Let’s keep things simple . . . its always a good thing. Keeping things simple and deliciously tasteful – even better. Here we have an elegant starter – a luscious cream of asparagus soup. This can be served as your main course or as an enticing starter for a two or three course romantic meal for two. To help make things easier the day of your romantic rendezvous, the soup can be made the day before. Serve with warm, crusty bread and a glass of white wine. Ahhh, the simple pleasures in life.
NOTE: Today we can buy asparagus many months throughout the year. However, when asparagus season is upon us – May through June on the East Coast, the flavor is more sublime and at its best. As the asparagus ages, it loses its sugar and develops a stronger, more pronounced “asparagus” flavor.
Homemade Cream of Asparagus Soup
- 2 bunches large asparagus
- 1 medium onion, chopped
- 1/2 cup heavy cream
- 16 oz. vegetable broth
- 1/4 cup olive oil
- salt and fresh cracked pepper to taste
- Chop asparagus and steam until tender.
- In a large stock pot over medium heat, sauté onions in olive oil until soft and translucent.

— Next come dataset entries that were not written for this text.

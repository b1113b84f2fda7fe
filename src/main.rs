use clap::Parser;
use color_eyre::Result;
use leettrack::{
    Catalog, Config, JsonFileStore, MemoryStore, Profile, RemoteClient,
    cli::{Cli, Commands},
    config::StorageBackend,
    store::ProblemStore,
};
use std::net::SocketAddr;
use std::sync::Arc;

fn main() -> Result<()> {
    // Set up error reporting with color-eyre
    color_eyre::install()?;

    // Parse CLI arguments
    let cli = Cli::parse();

    // Determine profile: --dev flag enables dev mode, otherwise use prod
    let profile = if cli.dev { Profile::Dev } else { Profile::Prod };

    // Load configuration with the determined profile
    // Note: --config option is parsed but not yet used to override config path
    let config = Config::load_with_profile(profile)?;

    // Select the storage backend once, here; nothing downstream probes
    // the environment.
    let store: Box<dyn ProblemStore> = match config.storage_backend {
        StorageBackend::File => Box::new(JsonFileStore::new(config.get_data_path(profile))),
        StorageBackend::Memory => Box::new(MemoryStore::new()),
    };

    let client = RemoteClient::new(config.api_base_url.clone());

    // Dispatch to appropriate command handler
    match cli.command {
        None | Some(Commands::Tui) => {
            let catalog = Arc::new(Catalog::load(&config.get_catalog_path(profile)));
            let app = leettrack::tui::App::new(config, store, catalog, client);
            leettrack::tui::run_event_loop(app)?;
        }
        Some(Commands::Serve { host, port }) => {
            leettrack::proxy::init_tracing();
            let host = host.unwrap_or_else(|| config.proxy_host.clone());
            let port = port.unwrap_or(config.proxy_port);
            let addr: SocketAddr = format!("{}:{}", host, port)
                .parse()
                .map_err(|e| color_eyre::eyre::eyre!("Invalid proxy address: {}", e))?;
            let runtime = tokio::runtime::Runtime::new()?;
            runtime.block_on(leettrack::proxy::serve(client, addr))?;
        }
        Some(Commands::Add {
            title,
            difficulty,
            url,
            tags,
            number,
        }) => {
            leettrack::cli::handle_add(title, difficulty, url, tags, number, store.as_ref())?;
        }
        Some(Commands::Import {
            identifier,
            daily,
            random,
        }) => {
            leettrack::cli::handle_import(identifier, daily, random, store.as_ref(), &client)?;
        }
    }

    Ok(())
}
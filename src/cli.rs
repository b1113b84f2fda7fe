use clap::{Parser, Subcommand};
use thiserror::Error;

use crate::models::{Difficulty, Problem, upsert_problem};
use crate::remote::RemoteClient;
use crate::store::{ProblemStore, StoreError};

#[derive(Parser)]
#[command(name = "leettrack")]
#[command(about = "Track coding-interview practice problems from the terminal")]
#[command(version)]
pub struct Cli {
    /// Custom config file path
    #[arg(short, long)]
    pub config: Option<String>,

    /// Use development mode (uses separate dev config/data)
    #[arg(long)]
    pub dev: bool,

    #[command(subcommand)]
    pub command: Option<Commands>,
}

#[derive(Subcommand)]
pub enum Commands {
    /// Launch interactive TUI (default if no subcommand)
    Tui,
    /// Run the HTTP proxy for the remote problem API
    Serve {
        /// Bind host (defaults to the configured proxy_host)
        #[arg(long)]
        host: Option<String>,
        /// Bind port (defaults to the configured proxy_port)
        #[arg(long)]
        port: Option<u16>,
    },
    /// Quickly add a new problem record
    Add {
        /// Problem title
        title: String,
        /// Difficulty: Easy, Medium or Hard
        #[arg(long, default_value = "Easy")]
        difficulty: String,
        /// Canonical problem URL
        #[arg(long)]
        url: Option<String>,
        /// Comma-separated tags
        #[arg(long)]
        tags: Option<String>,
        /// Display number
        #[arg(long)]
        number: Option<String>,
    },
    /// Import a problem from the remote database
    Import {
        /// Problem number or slug (e.g. "1" or "two-sum")
        identifier: Option<String>,
        /// Import today's daily challenge instead
        #[arg(long, conflicts_with = "identifier")]
        daily: bool,
        /// Import a random problem instead
        #[arg(long, conflicts_with_all = ["identifier", "daily"])]
        random: bool,
    },
}

#[derive(Debug, Error)]
pub enum CliError {
    #[error("Storage error: {0}")]
    StoreError(#[from] StoreError),
    #[error("Invalid difficulty: {0}")]
    DifficultyError(String),
    #[error("{0}")]
    InvalidArguments(String),
    #[error("Problem not found: {0}")]
    NotFound(String),
    #[error("Failed to start async runtime: {0}")]
    RuntimeError(String),
}

/// Handle the add command
pub fn handle_add(
    title: String,
    difficulty: String,
    url: Option<String>,
    tags: Option<String>,
    number: Option<String>,
    store: &dyn ProblemStore,
) -> Result<(), CliError> {
    let difficulty: Difficulty = difficulty.parse().map_err(CliError::DifficultyError)?;

    let mut problem = Problem::new(title, difficulty);
    problem.number = number;
    if let Some(url) = url {
        problem.url = url;
    }
    if let Some(tags) = tags {
        problem.set_tags_from_str(&tags);
    }

    let mut problems = store.load();
    let id = problem.id.clone();
    upsert_problem(&mut problems, problem);
    store.save(&problems)?;
    println!("Problem created successfully (ID: {})", id);

    Ok(())
}

/// Handle the import command
pub fn handle_import(
    identifier: Option<String>,
    daily: bool,
    random: bool,
    store: &dyn ProblemStore,
    client: &RemoteClient,
) -> Result<(), CliError> {
    let runtime = tokio::runtime::Builder::new_current_thread()
        .enable_all()
        .build()
        .map_err(|e| CliError::RuntimeError(e.to_string()))?;

    let (detail, what) = if daily {
        (runtime.block_on(client.daily()), "daily challenge".to_string())
    } else if random {
        (runtime.block_on(client.random()), "random problem".to_string())
    } else if let Some(ref id) = identifier {
        (runtime.block_on(client.problem(id)), format!("'{}'", id))
    } else {
        return Err(CliError::InvalidArguments(
            "provide a problem identifier, --daily or --random".to_string(),
        ));
    };

    let Some(detail) = detail else {
        return Err(CliError::NotFound(what));
    };

    let record = detail.into_record();
    let summary = format!(
        "{}. {} ({})",
        record.number.as_deref().unwrap_or("?"),
        record.title,
        record.difficulty
    );

    let mut problems = store.load();
    upsert_problem(&mut problems, record);
    store.save(&problems)?;
    println!("Imported {}", summary);

    Ok(())
}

- Add asparagus pieces and salt and pepper. Sauté all together for about 7-8 minutes.
- Stir in the vegetable broth and cook for another 10 minutes.
- Next we’ll blend together all of the ingredients. You can use an immersion blender right in the pot, or very CAREFULLY transfer the contents of the pot to your blender – do this in batches filling the blender about 2/3 full. Puree until it reaches the preferred consistency. If you like it somewhat chunky you will blend less, if you like a silky smooth consistency, blend longer.